>>>>

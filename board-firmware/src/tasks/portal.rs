// Provisioning-Portal: HTTP-Formular + DHCP-Server im Access-Point-Netz
use alloc::string::String;
use core::future::pending;
use core::net::Ipv4Addr;

use board_core::Credential;
use defmt::{Debug2Format, info, warn};
use edge_dhcp::server::{Server as DhcpServer, ServerOptions as DhcpServerOptions};
use edge_dhcp::{Options as DhcpOptions, Packet as DhcpPacket};
use embassy_futures::select::{Either, select};
use embassy_net::udp::{PacketMetadata, UdpSocket};
use embassy_net::{Ipv4Address, Stack};
use embassy_sync::blocking_mutex::raw::CriticalSectionRawMutex;
use embassy_sync::signal::Signal;
use embassy_time::{Duration, Timer, with_timeout};
use picoserve::extract::Form;
use picoserve::response::{IntoResponse, Response, StatusCode};
use picoserve::routing::get;
use serde::Deserialize;

use crate::config::{AP_ADDRESS, HTTP_BUFFER_SIZE, TCP_RX_BUFFER_SIZE, TCP_TX_BUFFER_SIZE};

/// Vom Formular eingegebene Zugangsdaten
static PROVISIONED: Signal<CriticalSectionRawMutex, Credential> = Signal::new();

/// Zeit, in der die Bestätigungsseite noch ausgeliefert wird
const CONFIRM_GRACE_MS: u64 = 500;

const PORTAL_HTML: &str = "<!DOCTYPE html><html><head><meta charset=\"utf-8\">\
<meta name=\"viewport\" content=\"width=device-width,initial-scale=1\">\
<title>Lernboard WLAN</title></head><body>\
<h1>WLAN einrichten</h1>\
<form method=\"post\" action=\"/\">\
<p><label>Netzwerk (SSID)<br><input name=\"ssid\" maxlength=\"32\" required></label></p>\
<p><label>Passwort<br><input name=\"password\" type=\"password\" maxlength=\"64\"></label></p>\
<p><button type=\"submit\">Speichern</button></p>\
</form></body></html>";

const SAVED_HTML: &str = "<!DOCTYPE html><html><head><meta charset=\"utf-8\"></head><body>\
<h1>Gespeichert</h1><p>Das Board verbindet sich jetzt mit dem Netzwerk.</p></body></html>";

#[derive(Deserialize)]
struct PortalForm {
    ssid: String,
    password: String,
}

/// Betreibt Portal und DHCP bis Zugangsdaten eintreffen oder `timeout` abläuft
pub async fn run_portal(stack: Stack<'static>, timeout: Duration) -> Option<Credential> {
    PROVISIONED.reset();

    let app = picoserve::Router::new().route("/", get(serve_form).post(save_credentials));

    let config = picoserve::Config::new(picoserve::Timeouts {
        start_read_request: Some(Duration::from_secs(5)),
        read_request: Some(Duration::from_secs(1)),
        write: Some(Duration::from_secs(1)),
        persistent_start_read_request: Some(Duration::from_secs(1)),
    });

    let mut http_buffer = [0u8; HTTP_BUFFER_SIZE];
    let mut rx_buffer = [0u8; TCP_RX_BUFFER_SIZE];
    let mut tx_buffer = [0u8; TCP_TX_BUFFER_SIZE];
    let server = picoserve::Server::new(&app, &config, &mut http_buffer);

    let [a, b, c, d] = AP_ADDRESS;
    info!("PORTAL: Waiting for credentials on http://{}.{}.{}.{}/", a, b, c, d);

    let serving = select(
        server.listen_and_serve(0, stack, 80, &mut rx_buffer, &mut tx_buffer),
        dhcp_server(stack),
    );
    let waiting = async {
        let result = with_timeout(timeout, PROVISIONED.wait()).await;
        if result.is_ok() {
            Timer::after(Duration::from_millis(CONFIRM_GRACE_MS)).await;
        }
        result
    };

    match select(serving, waiting).await {
        Either::Second(Ok(credential)) => Some(credential),
        Either::Second(Err(_)) => {
            warn!("PORTAL: Timeout, no credentials received");
            None
        }
        Either::First(_) => {
            warn!("PORTAL: Server stopped");
            None
        }
    }
}

async fn serve_form() -> impl IntoResponse {
    Response::new(StatusCode::OK, PORTAL_HTML).with_header("Content-Type", "text/html; charset=utf-8")
}

async fn save_credentials(Form(form): Form<PortalForm>) -> impl IntoResponse {
    match Credential::new(form.ssid.trim(), &form.password) {
        Some(credential) => {
            info!("PORTAL: Received credentials for '{}'", credential.ssid.as_str());
            PROVISIONED.signal(credential);
            Response::new(StatusCode::OK, SAVED_HTML).with_header("Content-Type", "text/html; charset=utf-8")
        }
        None => Response::new(StatusCode::new(400), "Ungültige Zugangsdaten")
            .with_header("Content-Type", "text/plain; charset=utf-8"),
    }
}

/// Vergibt Adressen an Clients im Portal-Netz
async fn dhcp_server(stack: Stack<'static>) {
    while !stack.is_config_up() {
        Timer::after(Duration::from_millis(100)).await;
    }

    let mut rx_meta = [PacketMetadata::EMPTY; 2];
    let mut rx_buffer = [0u8; 600];
    let mut tx_meta = [PacketMetadata::EMPTY; 2];
    let mut tx_buffer = [0u8; 600];

    let mut socket = UdpSocket::new(stack, &mut rx_meta, &mut rx_buffer, &mut tx_meta, &mut tx_buffer);
    if let Err(e) = socket.bind(67) {
        warn!("PORTAL: DHCP bind failed: {}", Debug2Format(&e));
        return pending().await;
    }

    let [a, b, c, d] = AP_ADDRESS;
    let server_ip = Ipv4Addr::new(a, b, c, d);
    let mut gw_buf = [Ipv4Addr::UNSPECIFIED; 1];
    let server_options = DhcpServerOptions::new(server_ip, Some(&mut gw_buf));

    let mut server = DhcpServer::<_, 8>::new_with_et(server_ip);
    server.range_start = Ipv4Addr::new(a, b, c, 50);
    server.range_end = Ipv4Addr::new(a, b, c, 200);

    let mut buf = [0u8; 600];
    let mut out = [0u8; 600];
    loop {
        let (len, _meta) = match socket.recv_from(&mut buf).await {
            Ok(result) => result,
            Err(_) => continue,
        };

        let request = match DhcpPacket::decode(&buf[..len]) {
            Ok(packet) => packet,
            Err(e) => {
                warn!("PORTAL: DHCP decode error: {}", Debug2Format(&e));
                continue;
            }
        };

        let mut opt_buf = DhcpOptions::buf();
        if let Some(reply) = server.handle_request(&mut opt_buf, &server_options, &request) {
            match reply.encode(&mut out) {
                Ok(encoded) => {
                    let broadcast = (Ipv4Address::new(255, 255, 255, 255), 68);
                    if let Err(e) = socket.send_to(encoded, broadcast).await {
                        warn!("PORTAL: DHCP send error: {}", Debug2Format(&e));
                    }
                }
                Err(e) => warn!("PORTAL: DHCP encode error: {}", Debug2Format(&e)),
            }
        }
    }
}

<<<<

• [Task brief]
This exercise requires all the entries to be written out again exactly.

• [Result]
filename board-firmware/src/tasks/portal.rs
// Provisioning-Portal: HTTP-Formular + DHCP-Server im Access-Point-Netz
use alloc::string::String;
use core::future::pending;
use core::net::Ipv4Addr;

use board_core::Credential;
use defmt::{Debug2Format, info, warn};
use edge_dhcp::server::{Server as DhcpServer, ServerOptions as DhcpServerOptions};
use edge_dhcp::{Options as DhcpOptions, Packet as DhcpPacket};
use embassy_futures::select::{Either, select};
use embassy_net::udp::{PacketMetadata, UdpSocket};
use embassy_net::{Ipv4Address, Stack};
use embassy_sync::blocking_mutex::raw::CriticalSectionRawMutex;
use embassy_sync::signal::Signal;
use embassy_time::{Duration, Timer, with_timeout};
use picoserve::extract::Form;
use picoserve::response::{IntoResponse, Response, StatusCode};
use picoserve::routing::get;
use serde::Deserialize;

use crate::config::{AP_ADDRESS, HTTP_BUFFER_SIZE, TCP_RX_BUFFER_SIZE, TCP_TX_BUFFER_SIZE};

/// Vom Formular eingegebene Zugangsdaten
static PROVISIONED: Signal<CriticalSectionRawMutex, Credential> = Signal::new();

/// Zeit, in der die Bestätigungsseite noch ausgeliefert wird
const CONFIRM_GRACE_MS: u64 = 500;

const PORTAL_HTML: &str = "<!DOCTYPE html><html><head><meta charset=\"utf-8\">\
<meta name=\"viewport\" content=\"width=device-width,initial-scale=1\">\
<title>Lernboard WLAN</title></head><body>\
<h1>WLAN einrichten</h1>\
<form method=\"post\" action=\"/\">\
<p><label>Netzwerk (SSID)<br><input name=\"ssid\" maxlength=\"32\" required></label></p>\
<p><label>Passwort<br><input name=\"password\" type=\"password\" maxlength=\"64\"></label></p>\
<p><button type=\"submit\">Speichern</button></p>\
</form></body></html>";

const SAVED_HTML: &str = "<!DOCTYPE html><html><head><meta charset=\"utf-8\"></head><body>\
<h1>Gespeichert</h1><p>Das Board verbindet sich jetzt mit dem Netzwerk.</p></body></html>";

#[derive(Deserialize)]
struct PortalForm {
    ssid: String,
    password: String,
}

/// Betreibt Portal und DHCP bis Zugangsdaten eintreffen oder `timeout` abläuft
pub async fn run_portal(stack: Stack<'static>, timeout: Duration) -> Option<Credential> {
    PROVISIONED.reset();

    let app = picoserve::Router::new().route("/", get(serve_form).post(save_credentials));

    let config = picoserve::Config::new(picoserve::Timeouts {
        start_read_request: Some(Duration::from_secs(5)),
        read_request: Some(Duration::from_secs(1)),
        write: Some(Duration::from_secs(1)),
        persistent_start_read_request: Some(Duration::from_secs(1)),
    });

    let mut http_buffer = [0u8; HTTP_BUFFER_SIZE];
    let mut rx_buffer = [0u8; TCP_RX_BUFFER_SIZE];
    let mut tx_buffer = [0u8; TCP_TX_BUFFER_SIZE];
    let server = picoserve::Server::new(&app, &config, &mut http_buffer);

    let [a, b, c, d] = AP_ADDRESS;
    info!("PORTAL: Waiting for credentials on http://{}.{}.{}.{}/", a, b, c, d);

    let serving = select(
        server.listen_and_serve(0, stack, 80, &mut rx_buffer, &mut tx_buffer),
        dhcp_server(stack),
    );
    let waiting = async {
        let result = with_timeout(timeout, PROVISIONED.wait()).await;
        if result.is_ok() {
            Timer::after(Duration::from_millis(CONFIRM_GRACE_MS)).await;
        }
        result
    };

    match select(serving, waiting).await {
        Either::Second(Ok(credential)) => Some(credential),
        Either::Second(Err(_)) => {
            warn!("PORTAL: Timeout, no credentials received");
            None
        }
        Either::First(_) => {
            warn!("PORTAL: Server stopped");
            None
        }
    }
}

async fn serve_form() -> impl IntoResponse {
    Response::new(StatusCode::OK, PORTAL_HTML).with_header("Content-Type", "text/html; charset=utf-8")
}

async fn save_credentials(Form(form): Form<PortalForm>) -> impl IntoResponse {
    match Credential::new(form.ssid.trim(), &form.password) {
        Some(credential) => {
            info!("PORTAL: Received credentials for '{}'", credential.ssid.as_str());
            PROVISIONED.signal(credential);
            Response::new(StatusCode::OK, SAVED_HTML).with_header("Content-Type", "text/html; charset=utf-8")
        }
        None => Response::new(StatusCode::new(400), "Ungültige Zugangsdaten")
            .with_header("Content-Type", "text/plain; charset=utf-8"),
    }
}

/// Vergibt Adressen an Clients im Portal-Netz
async fn dhcp_server(stack: Stack<'static>) {
    while !stack.is_config_up() {
        Timer::after(Duration::from_millis(100)).await;
    }

    let mut rx_meta = [PacketMetadata::EMPTY; 2];
    let mut rx_buffer = [0u8; 600];
    let mut tx_meta = [PacketMetadata::EMPTY; 2];
    let mut tx_buffer = [0u8; 600];

    let mut socket = UdpSocket::new(stack, &mut rx_meta, &mut rx_buffer, &mut tx_meta, &mut tx_buffer);
    if let Err(e) = socket.bind(67) {
        warn!("PORTAL: DHCP bind failed: {}", Debug2Format(&e));
        return pending().await;
    }

    let [a, b, c, d] = AP_ADDRESS;
    let server_ip = Ipv4Addr::new(a, b, c, d);
    let mut gw_buf = [Ipv4Addr::UNSPECIFIED; 1];
    let server_options = DhcpServerOptions::new(server_ip, Some(&mut gw_buf));

    let mut server = DhcpServer::<_, 8>::new_with_et(server_ip);
    server.range_start = Ipv4Addr::new(a, b, c, 50);
    server.range_end = Ipv4Addr::new(a, b, c, 200);

    let mut buf = [0u8; 600];
    let mut out = [0u8; 600];
    loop {
        let (len, _meta) = match socket.recv_from(&mut buf).await {
            Ok(result) => result,
            Err(_) => continue,
        };

        let request = match DhcpPacket::decode(&buf[..len]) {
            Ok(packet) => packet,
            Err(e) => {
                warn!("PORTAL: DHCP decode error: {}", Debug2Format(&e));
                continue;
            }
        };

        let mut opt_buf = DhcpOptions::buf();
        if let Some(reply) = server.handle_request(&mut opt_buf, &server_options, &request) {
            match reply.encode(&mut out) {
                Ok(encoded) => {
                    let broadcast = (Ipv4Address::new(255, 255, 255, 255), 68);
                    if let Err(e) = socket.send_to(encoded, broadcast).await {
                        warn!("PORTAL: DHCP send error: {}", Debug2Format(&e));
                    }
                }
                Err(e) => warn!("PORTAL: DHCP encode error: {}", Debug2Format(&e)),
            }
        }
    }
}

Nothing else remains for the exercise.